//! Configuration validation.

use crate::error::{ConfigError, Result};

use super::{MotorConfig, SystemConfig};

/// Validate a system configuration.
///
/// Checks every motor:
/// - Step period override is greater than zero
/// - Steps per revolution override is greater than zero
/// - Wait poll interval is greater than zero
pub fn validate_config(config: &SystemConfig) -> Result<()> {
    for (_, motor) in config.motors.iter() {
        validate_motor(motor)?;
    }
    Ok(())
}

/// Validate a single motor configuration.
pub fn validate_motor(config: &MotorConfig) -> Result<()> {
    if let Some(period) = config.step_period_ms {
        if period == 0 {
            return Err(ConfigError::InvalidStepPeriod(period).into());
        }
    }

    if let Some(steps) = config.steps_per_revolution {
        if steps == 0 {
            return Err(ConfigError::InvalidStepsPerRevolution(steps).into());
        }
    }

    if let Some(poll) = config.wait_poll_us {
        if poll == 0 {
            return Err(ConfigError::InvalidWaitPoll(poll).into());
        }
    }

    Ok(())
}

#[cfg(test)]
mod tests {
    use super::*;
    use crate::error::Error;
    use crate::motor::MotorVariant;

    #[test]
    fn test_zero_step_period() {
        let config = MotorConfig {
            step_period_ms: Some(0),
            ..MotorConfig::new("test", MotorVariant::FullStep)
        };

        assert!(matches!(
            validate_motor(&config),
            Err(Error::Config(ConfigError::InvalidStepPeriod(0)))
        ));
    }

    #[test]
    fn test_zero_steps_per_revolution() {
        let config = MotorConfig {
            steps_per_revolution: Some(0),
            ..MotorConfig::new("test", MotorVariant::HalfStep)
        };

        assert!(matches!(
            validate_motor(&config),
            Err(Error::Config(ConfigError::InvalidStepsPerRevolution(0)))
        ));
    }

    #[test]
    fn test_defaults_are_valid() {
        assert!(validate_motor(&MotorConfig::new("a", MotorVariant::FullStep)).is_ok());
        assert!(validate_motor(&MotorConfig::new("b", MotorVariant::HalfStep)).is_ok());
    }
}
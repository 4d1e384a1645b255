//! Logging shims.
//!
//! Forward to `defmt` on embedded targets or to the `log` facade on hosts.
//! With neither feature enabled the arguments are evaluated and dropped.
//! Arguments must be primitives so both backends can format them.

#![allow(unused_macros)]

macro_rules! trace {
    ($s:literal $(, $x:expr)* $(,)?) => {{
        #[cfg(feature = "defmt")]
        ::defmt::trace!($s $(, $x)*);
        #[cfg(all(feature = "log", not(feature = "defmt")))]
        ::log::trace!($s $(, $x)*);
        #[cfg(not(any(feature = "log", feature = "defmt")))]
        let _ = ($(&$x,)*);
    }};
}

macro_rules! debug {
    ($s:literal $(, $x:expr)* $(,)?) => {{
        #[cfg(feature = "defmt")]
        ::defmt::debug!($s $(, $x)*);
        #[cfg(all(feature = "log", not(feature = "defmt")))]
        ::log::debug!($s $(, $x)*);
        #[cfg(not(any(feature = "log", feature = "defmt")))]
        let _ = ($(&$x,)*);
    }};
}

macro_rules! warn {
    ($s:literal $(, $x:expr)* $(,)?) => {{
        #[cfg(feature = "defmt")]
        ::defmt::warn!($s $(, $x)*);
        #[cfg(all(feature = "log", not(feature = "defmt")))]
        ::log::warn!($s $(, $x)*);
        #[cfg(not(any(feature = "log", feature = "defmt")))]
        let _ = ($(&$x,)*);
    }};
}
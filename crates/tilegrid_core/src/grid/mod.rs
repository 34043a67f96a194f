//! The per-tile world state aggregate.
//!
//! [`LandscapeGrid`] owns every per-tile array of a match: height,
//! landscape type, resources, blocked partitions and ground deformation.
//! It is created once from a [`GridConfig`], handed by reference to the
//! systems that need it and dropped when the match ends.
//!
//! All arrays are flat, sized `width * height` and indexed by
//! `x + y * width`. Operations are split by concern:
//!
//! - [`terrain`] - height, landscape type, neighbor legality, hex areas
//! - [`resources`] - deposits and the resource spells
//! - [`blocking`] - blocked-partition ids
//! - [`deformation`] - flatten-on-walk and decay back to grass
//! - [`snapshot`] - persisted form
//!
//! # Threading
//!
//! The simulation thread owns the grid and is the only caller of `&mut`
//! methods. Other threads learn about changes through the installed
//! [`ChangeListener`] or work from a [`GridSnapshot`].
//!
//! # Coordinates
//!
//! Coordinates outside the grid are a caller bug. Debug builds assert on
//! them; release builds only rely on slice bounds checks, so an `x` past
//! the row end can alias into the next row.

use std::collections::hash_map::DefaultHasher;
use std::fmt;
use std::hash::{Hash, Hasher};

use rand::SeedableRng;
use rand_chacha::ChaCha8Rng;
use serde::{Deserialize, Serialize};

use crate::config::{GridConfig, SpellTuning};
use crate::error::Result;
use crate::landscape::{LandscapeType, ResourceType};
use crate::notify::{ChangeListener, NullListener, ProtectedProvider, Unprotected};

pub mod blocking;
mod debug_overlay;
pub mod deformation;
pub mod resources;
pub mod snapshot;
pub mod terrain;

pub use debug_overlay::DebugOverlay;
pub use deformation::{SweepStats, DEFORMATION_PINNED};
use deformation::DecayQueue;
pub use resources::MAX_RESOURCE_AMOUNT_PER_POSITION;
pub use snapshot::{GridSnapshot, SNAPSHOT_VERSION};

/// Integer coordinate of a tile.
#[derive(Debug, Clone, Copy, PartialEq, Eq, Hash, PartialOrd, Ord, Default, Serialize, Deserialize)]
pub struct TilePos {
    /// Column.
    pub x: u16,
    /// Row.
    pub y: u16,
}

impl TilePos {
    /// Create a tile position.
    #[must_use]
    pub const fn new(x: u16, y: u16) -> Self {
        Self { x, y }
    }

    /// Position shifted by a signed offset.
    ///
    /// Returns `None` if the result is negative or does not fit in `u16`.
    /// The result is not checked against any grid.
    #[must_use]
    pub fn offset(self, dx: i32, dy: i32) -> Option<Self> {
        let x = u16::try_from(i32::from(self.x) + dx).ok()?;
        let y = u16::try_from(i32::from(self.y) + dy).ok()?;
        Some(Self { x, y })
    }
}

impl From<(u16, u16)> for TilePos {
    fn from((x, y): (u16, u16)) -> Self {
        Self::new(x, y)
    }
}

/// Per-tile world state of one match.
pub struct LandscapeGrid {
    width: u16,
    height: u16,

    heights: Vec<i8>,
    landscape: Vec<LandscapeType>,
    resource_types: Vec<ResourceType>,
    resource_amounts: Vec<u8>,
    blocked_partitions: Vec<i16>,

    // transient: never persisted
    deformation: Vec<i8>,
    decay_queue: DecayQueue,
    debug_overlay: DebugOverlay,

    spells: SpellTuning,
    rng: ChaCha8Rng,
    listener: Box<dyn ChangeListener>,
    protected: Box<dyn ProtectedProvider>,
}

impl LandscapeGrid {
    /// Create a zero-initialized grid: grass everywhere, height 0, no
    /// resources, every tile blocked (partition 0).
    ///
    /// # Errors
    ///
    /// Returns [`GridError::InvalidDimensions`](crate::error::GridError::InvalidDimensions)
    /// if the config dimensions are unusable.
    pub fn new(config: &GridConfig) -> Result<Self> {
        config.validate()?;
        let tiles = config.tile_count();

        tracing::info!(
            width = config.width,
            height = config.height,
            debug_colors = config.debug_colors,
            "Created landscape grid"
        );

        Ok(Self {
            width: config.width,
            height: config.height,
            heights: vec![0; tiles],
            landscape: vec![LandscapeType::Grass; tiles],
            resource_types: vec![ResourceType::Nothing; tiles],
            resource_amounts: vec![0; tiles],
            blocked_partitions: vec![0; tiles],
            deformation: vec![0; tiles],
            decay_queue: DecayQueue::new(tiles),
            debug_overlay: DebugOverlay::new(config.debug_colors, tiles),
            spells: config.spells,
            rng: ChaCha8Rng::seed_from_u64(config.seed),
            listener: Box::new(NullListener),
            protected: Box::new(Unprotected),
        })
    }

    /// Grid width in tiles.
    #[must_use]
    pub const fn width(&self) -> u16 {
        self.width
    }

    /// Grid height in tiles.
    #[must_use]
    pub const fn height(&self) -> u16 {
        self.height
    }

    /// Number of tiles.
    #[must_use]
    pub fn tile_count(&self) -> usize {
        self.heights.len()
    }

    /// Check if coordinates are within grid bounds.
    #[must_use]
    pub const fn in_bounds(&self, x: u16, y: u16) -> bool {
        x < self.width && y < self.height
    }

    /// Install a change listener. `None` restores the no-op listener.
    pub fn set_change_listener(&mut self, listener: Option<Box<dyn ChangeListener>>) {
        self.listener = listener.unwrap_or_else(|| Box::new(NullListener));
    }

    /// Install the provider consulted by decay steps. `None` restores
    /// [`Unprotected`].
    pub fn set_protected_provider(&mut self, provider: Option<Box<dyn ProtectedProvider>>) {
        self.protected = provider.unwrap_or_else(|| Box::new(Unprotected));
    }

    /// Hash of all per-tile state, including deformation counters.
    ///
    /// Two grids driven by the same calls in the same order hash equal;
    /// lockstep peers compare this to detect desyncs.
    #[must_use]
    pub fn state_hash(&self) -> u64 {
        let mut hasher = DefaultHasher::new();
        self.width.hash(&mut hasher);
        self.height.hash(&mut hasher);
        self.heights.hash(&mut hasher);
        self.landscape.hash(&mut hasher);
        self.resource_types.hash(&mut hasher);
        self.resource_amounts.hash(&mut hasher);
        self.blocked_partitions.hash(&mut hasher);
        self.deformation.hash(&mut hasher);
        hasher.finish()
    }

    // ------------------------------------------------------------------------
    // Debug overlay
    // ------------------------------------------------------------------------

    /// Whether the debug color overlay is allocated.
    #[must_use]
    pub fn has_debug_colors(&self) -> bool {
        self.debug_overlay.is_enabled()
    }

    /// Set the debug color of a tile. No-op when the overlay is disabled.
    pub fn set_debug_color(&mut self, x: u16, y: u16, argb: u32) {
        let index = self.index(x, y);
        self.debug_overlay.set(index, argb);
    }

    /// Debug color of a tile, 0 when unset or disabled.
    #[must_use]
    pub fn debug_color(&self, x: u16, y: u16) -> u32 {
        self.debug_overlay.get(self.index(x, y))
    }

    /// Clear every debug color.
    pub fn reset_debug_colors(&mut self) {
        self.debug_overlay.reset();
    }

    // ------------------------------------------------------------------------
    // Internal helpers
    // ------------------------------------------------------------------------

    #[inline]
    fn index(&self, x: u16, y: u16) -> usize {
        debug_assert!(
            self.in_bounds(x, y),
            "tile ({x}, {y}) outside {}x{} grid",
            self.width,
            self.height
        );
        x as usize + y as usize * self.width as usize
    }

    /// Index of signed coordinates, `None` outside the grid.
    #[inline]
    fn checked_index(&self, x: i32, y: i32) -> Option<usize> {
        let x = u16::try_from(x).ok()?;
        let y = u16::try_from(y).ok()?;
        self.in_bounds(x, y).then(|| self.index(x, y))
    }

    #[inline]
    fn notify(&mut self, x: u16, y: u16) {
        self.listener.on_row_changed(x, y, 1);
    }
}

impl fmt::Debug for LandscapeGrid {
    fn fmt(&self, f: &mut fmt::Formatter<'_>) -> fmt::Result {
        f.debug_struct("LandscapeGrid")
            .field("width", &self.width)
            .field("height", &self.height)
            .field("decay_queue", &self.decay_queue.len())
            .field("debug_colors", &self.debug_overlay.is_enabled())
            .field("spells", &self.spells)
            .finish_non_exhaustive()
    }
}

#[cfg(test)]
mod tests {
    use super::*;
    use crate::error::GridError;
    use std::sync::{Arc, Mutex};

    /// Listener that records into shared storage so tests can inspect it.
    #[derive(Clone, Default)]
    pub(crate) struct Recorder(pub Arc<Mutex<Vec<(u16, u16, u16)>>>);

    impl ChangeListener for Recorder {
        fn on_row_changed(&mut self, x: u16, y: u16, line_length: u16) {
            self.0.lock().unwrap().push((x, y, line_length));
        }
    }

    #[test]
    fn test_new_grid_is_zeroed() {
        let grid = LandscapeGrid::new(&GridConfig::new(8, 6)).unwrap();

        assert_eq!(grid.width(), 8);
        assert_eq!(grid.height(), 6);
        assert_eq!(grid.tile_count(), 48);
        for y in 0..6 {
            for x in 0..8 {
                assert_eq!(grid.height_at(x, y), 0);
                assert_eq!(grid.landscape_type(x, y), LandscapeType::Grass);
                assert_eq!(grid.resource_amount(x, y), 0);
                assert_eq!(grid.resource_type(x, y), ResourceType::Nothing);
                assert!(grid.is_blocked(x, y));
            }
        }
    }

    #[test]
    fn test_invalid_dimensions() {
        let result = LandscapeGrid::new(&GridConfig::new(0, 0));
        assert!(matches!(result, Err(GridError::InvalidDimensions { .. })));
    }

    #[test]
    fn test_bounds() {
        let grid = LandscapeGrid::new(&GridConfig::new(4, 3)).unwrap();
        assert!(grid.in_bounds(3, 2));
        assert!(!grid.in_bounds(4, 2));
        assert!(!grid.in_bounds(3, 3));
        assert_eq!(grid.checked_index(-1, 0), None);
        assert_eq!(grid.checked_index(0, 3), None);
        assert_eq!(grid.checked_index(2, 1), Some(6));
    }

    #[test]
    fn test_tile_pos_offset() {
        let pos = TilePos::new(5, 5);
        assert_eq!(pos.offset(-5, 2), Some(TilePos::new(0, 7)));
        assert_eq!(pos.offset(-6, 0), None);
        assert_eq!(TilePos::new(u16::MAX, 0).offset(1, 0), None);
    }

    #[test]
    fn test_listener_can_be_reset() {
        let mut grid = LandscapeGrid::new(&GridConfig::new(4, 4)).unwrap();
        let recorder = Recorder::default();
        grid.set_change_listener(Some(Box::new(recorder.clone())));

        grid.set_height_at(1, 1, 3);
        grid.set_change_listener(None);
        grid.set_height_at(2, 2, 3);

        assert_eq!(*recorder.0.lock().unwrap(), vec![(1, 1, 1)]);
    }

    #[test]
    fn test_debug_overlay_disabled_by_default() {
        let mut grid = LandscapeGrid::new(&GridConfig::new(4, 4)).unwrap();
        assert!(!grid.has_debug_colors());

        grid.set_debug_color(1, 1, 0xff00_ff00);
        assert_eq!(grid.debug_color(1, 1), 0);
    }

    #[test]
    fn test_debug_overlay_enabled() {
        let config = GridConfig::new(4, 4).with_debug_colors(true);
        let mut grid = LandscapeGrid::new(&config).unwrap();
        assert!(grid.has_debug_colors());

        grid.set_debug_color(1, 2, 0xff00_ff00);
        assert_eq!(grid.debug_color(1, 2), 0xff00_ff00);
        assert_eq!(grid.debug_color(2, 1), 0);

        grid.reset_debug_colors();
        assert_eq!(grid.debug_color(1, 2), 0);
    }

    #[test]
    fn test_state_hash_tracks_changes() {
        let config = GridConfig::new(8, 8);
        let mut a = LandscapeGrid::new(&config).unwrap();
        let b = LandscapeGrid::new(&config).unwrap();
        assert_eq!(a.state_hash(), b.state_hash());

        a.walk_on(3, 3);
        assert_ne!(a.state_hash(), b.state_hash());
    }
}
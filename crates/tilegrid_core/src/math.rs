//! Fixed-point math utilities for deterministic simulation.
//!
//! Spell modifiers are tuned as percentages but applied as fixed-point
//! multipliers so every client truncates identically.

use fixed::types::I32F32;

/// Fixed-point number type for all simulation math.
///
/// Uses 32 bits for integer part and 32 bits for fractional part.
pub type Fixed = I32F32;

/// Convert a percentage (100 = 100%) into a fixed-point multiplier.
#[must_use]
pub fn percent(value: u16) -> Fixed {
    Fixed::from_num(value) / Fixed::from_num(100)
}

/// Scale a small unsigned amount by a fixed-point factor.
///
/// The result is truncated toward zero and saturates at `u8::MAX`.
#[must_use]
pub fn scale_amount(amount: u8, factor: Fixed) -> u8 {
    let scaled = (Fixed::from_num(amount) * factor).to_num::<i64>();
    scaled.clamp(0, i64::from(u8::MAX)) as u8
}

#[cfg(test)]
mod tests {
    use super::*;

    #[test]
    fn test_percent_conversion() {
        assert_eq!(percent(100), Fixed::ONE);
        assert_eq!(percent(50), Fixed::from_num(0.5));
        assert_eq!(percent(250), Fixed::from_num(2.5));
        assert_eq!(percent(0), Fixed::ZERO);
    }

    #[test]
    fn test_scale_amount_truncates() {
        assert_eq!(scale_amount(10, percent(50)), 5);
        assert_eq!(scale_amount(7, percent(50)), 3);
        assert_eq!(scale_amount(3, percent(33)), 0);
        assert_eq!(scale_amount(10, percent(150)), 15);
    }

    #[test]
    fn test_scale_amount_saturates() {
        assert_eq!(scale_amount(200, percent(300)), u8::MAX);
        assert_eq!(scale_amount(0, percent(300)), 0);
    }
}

-------------------------

Task directions:
Repeat word for word the lines above that run from the line containing "assert_eq!(TilePos::new(u16::MAX, 0).offset(1, 0), None);" through the line containing "assert!(!grid.has_debug_colors());", both ends included, and nothing else.

Response to this task:
        assert_eq!(TilePos::new(u16::MAX, 0).offset(1, 0), None);
    }

    #[test]
    fn test_listener_can_be_reset() {
        let mut grid = LandscapeGrid::new(&GridConfig::new(4, 4)).unwrap();
        let recorder = Recorder::default();
        grid.set_change_listener(Some(Box::new(recorder.clone())));

        grid.set_height_at(1, 1, 3);
        grid.set_change_listener(None);
        grid.set_height_at(2, 2, 3);

        assert_eq!(*recorder.0.lock().unwrap(), vec![(1, 1, 1)]);
    }

    #[test]
    fn test_debug_overlay_disabled_by_default() {
        let mut grid = LandscapeGrid::new(&GridConfig::new(4, 4)).unwrap();
        assert!(!grid.has_debug_colors());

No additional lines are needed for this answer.